Closed cizydorczyk closed 7 years ago
Hi Conrad,
Sorry for the delay--I've been a bit busy. I'll make time to look into your problem today and tomorrow, though.
I will say, if it's at all possible, it would definitely make my job easier if you were able to share your data (tree, snps, snps.rec) without risking any privacy issues (possibly by giving them new names, if needed)?
I may be able to find the issue on my own, but I'll almost certainly be faster if I can work with your data. Any chance you could share it?
Thank you, Caitlin.
Hello Caitlin,
Thank you for your response - much appreciated.

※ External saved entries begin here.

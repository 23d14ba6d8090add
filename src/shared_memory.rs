//! The inter-chain mailbox.
//!
//! Each chain owns a view of shared memory. `get`, `indexed` and `remove` address the partition
//! written by `peer_chain` for this chain; `put` writes into this chain's partition for
//! `peer_chain`. All operations may suspend: the store lives behind the consensus host.

use std::collections::HashMap;

use async_trait::async_trait;
use thiserror::Error;

use crate::common::Id;
use crate::db::{Batch, DatabaseError};

#[derive(Error, Debug, Clone, PartialEq, Eq)]
pub enum SharedMemoryError {
    #[error("shared memory unavailable: {0}")]
    Unavailable(String),
    #[error(transparent)]
    Database(#[from] DatabaseError),
}

#[derive(Clone, Debug, Default, PartialEq, Eq)]
pub struct Element {
    pub key: Vec<u8>,
    pub value: Vec<u8>,
    /// Addresses that index this element, see [SharedMemory::indexed].
    pub traits: Vec<Vec<u8>>,
}

/// Writes destined to one peer chain.
#[derive(Clone, Debug, Default, PartialEq, Eq)]
pub struct Requests {
    pub remove_requests: Vec<Vec<u8>>,
    pub put_requests: Vec<Element>,
}

#[async_trait]
pub trait SharedMemory: Send + Sync {
    /// Values under `keys` written by `peer_chain`. A missing key yields `None`.
    async fn get(
        &self, peer_chain: &Id, keys: &[Vec<u8>],
    ) -> Result<Vec<Option<Vec<u8>>>, SharedMemoryError>;

    /// Up to `limit` values written by `peer_chain` indexed by any of `traits`, ordered by key.
    async fn indexed(
        &self, peer_chain: &Id, traits: &[Vec<u8>], limit: usize,
    ) -> Result<Vec<Vec<u8>>, SharedMemoryError>;

    /// Apply every request and, when present, `batch` atomically.
    async fn apply(
        &self, requests: HashMap<Id, Requests>, batch: Option<Batch>,
    ) -> Result<(), SharedMemoryError>;

    async fn put(
        &self, peer_chain: &Id, elems: Vec<Element>,
    ) -> Result<(), SharedMemoryError> {
        let mut requests = HashMap::new();
        requests.insert(
            *peer_chain,
            Requests {
                put_requests: elems,
                ..Default::default()
            },
        );
        self.apply(requests, None).await
    }

    async fn remove(
        &self, peer_chain: &Id, keys: Vec<Vec<u8>>,
    ) -> Result<(), SharedMemoryError> {
        let mut requests = HashMap::new();
        requests.insert(
            *peer_chain,
            Requests {
                remove_requests: keys,
                ..Default::default()
            },
        );
        self.apply(requests, None).await
    }
}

Would you still like me to share the data I am trying to use with you? No privacy issues - I work mostly with anonymous data anyway.
Best regards,
Conrad
On Mon, Aug 21, 2017 at 11:17 AM, caitiecollins notifications@github.com wrote:
I take that back. I think I may have already found it.
- CC
— You are receiving this because you authored the thread. Reply to this email directly, view it on GitHub https://github.com/caitiecollins/treeWAS/issues/10#issuecomment-323771710, or mute the thread https://github.com/notifications/unsubscribe-auth/AVzUjAKeKxHAFVqyU8XzC4RpMjSJDSnPks5saZ9vgaJpZM4O6caR .
Hi,
Ok, so, I think I've resolved the issue.
It was getting stuck on a check for the row order of snps/snps.rec/tree. I've reworked it a bit to try and make it as foolproof as possible. There's a new requirement now. Essentially, if you are providing either the snps.reconstruction or phen.reconstruction, you will need to ensure that the order of the rows/indices corresponding to the internal nodes in these reconstructions actually match the order in the tree.

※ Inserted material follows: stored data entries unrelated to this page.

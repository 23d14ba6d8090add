pub mod dummy;
pub mod rocks;

use std::sync::mpsc;
use std::sync::Arc;

use qcoreth::common::{Addr, Id, U256};
use qcoreth::context::HostContext;
use qcoreth::secp256k1fx::PrivateKey;
use qcoreth::vm::{EngineMessage, Vm, VmError};

use dummy::{DummyAtomicMemory, DummyDatabase, DummyEngine, DummySharedMemory};

pub const NETWORK_ID: u32 = 12345;
pub const EVM_CHAIN_ID: u64 = 43112;

pub fn c_chain_id() -> Id {
    Id::new([0xcc; 32])
}

pub fn x_chain_id() -> Id {
    Id::new([0xaa; 32])
}

pub fn avax_asset_id() -> Id {
    Id::new([0x01; 32])
}

/// Deterministic key number `n`.
pub fn test_key(n: u8) -> PrivateKey {
    let mut bytes = [0x11; 32];
    bytes[31] = n;
    match PrivateKey::from_bytes(&bytes) {
        Ok(k) => k,
        Err(e) => panic!("invalid test key {}: {}", n, e),
    }
}

/// A VM on in-memory collaborators, with handles on all of them.
pub struct TestVm {
    pub vm: Vm,
    pub engine: Arc<DummyEngine>,
    pub db: Arc<DummyDatabase>,
    pub atomic_memory: DummyAtomicMemory,
    pub shared_memory: Arc<DummySharedMemory>,
    /// View of shared memory from the X-Chain side.
    pub x_shared_memory: Arc<DummySharedMemory>,
    pub messages: mpsc::Receiver<EngineMessage>,
}

impl TestVm {
    pub fn new(alloc: &[(Addr, U256)], config: &str) -> Result<Self, VmError> {
        let engine = Arc::new(DummyEngine::new(EVM_CHAIN_ID, alloc));
        Self::with_engine(engine, Arc::new(DummyDatabase::new()), config)
    }

    pub fn with_engine(
        engine: Arc<DummyEngine>, db: Arc<DummyDatabase>, config: &str,
    ) -> Result<Self, VmError> {
        let atomic_memory = DummyAtomicMemory::new();
        let shared_memory = atomic_memory.new_shared_memory(c_chain_id());
        let x_shared_memory = atomic_memory.new_shared_memory(x_chain_id());
        let ctx = Arc::new(HostContext::new(
            NETWORK_ID,
            c_chain_id(),
            x_chain_id(),
            avax_asset_id(),
            shared_memory.clone(),
        ));
        let (sender, messages) = mpsc::sync_channel(16);
        let vm = Vm::initialize(
            ctx,
            config.as_bytes(),
            engine.clone(),
            db.clone(),
            sender,
        )?;
        Ok(Self {
            vm,
            engine,
            db,
            atomic_memory,
            shared_memory,
            x_shared_memory,
            messages,
        })
    }
}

The way treeWAS is going to handle this is by requiring that your tree contains a label in tree$node.label corresponding to each internal node and that snps.reconstruction, in rows Nterminal+1 to Ntotal, has the same set of labels in whichever order is appropriate.
Generally speaking, I believe that the order of these nodes in the tree and reconstruction should match if they've come out of ClonalFrameML. At the moment, at least, treeWAS will assume that if the order of snps.reconstruction rows 1 to Nterminal match the order of tree$tip.label, then the internal nodes also match (in which case it will do the labelling of tree$node.label etc. for you and spit out a notice or warning that it's doing so).
All of which is to say that I'm pretty sure it's fixed and will work fine (once you've re-download and installed the updates).
Of course, if it's not and you run into any other kind of issue, I think having your data would probably help me for any new corrections I might need to make.
Last point: I think I mention this somewhere in the documentation, but I would generally recommend that you use the internal snps reconstruction functions instead of providing your own reconstruction. The reason being that treeWAS needs to compare the snps reconstruction to the reconstruction that it does for the simulated snps, so it is best that they be done in as similar a way as possible.
Anyway, thank you very much for letting me know about this issue. And don't hesitate to ask if you run into any other issues or have any questions.
All the best, CC.
Hi Caitlin,
Thank you for the update and for taking the time to resolve this issue. As you mention, I have actually used the internal snps reconstruction functions and it worked, and will probably go ahead with using that instead of providing my own (ClonalFrameML) reconstruction.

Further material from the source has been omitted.